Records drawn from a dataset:
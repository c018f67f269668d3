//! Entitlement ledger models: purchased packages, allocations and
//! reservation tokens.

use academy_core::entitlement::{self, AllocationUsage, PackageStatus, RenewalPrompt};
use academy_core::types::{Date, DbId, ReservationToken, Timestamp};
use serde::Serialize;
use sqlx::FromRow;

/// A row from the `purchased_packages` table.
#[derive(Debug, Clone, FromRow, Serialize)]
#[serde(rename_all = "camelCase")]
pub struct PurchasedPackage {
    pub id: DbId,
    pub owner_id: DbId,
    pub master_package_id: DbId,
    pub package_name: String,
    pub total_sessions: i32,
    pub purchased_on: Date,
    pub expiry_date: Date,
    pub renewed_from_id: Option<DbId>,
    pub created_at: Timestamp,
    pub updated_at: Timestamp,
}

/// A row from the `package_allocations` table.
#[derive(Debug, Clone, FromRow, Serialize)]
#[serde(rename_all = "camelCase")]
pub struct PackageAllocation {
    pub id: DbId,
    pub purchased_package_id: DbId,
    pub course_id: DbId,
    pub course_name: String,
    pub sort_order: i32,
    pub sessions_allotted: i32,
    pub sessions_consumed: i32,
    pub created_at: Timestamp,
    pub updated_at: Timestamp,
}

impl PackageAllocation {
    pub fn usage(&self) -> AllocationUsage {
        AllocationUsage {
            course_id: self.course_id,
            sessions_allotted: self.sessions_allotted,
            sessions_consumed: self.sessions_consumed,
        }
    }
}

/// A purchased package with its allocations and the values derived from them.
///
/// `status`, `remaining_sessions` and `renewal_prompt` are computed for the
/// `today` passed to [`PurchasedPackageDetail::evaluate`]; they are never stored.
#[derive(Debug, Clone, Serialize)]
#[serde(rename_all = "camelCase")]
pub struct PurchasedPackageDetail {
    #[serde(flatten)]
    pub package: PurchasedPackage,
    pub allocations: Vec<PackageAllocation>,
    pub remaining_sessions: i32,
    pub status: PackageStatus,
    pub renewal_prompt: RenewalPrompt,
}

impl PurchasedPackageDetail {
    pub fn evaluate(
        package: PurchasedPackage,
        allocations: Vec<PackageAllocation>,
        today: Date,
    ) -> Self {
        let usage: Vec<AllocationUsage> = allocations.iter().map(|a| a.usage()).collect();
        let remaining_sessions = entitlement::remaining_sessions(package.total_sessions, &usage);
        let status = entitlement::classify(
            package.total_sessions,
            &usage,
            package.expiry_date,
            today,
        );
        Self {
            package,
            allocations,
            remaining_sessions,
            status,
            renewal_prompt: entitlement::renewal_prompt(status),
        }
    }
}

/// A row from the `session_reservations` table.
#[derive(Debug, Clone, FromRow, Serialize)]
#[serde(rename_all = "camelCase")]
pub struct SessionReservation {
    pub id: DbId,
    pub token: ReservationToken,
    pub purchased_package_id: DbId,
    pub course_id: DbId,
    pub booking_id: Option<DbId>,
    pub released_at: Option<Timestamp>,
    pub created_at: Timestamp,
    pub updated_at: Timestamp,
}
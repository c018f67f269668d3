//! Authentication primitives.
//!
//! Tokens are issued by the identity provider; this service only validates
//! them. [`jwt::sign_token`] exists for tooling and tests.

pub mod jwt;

The task: Find the word "AllocationUsage" in the entries, and copy every line it shows up in.

Finished exercise:
use academy_core::entitlement::{self, AllocationUsage, PackageStatus, RenewalPrompt};
    pub fn usage(&self) -> AllocationUsage {
        AllocationUsage {
        let usage: Vec<AllocationUsage> = allocations.iter().map(|a| a.usage()).collect();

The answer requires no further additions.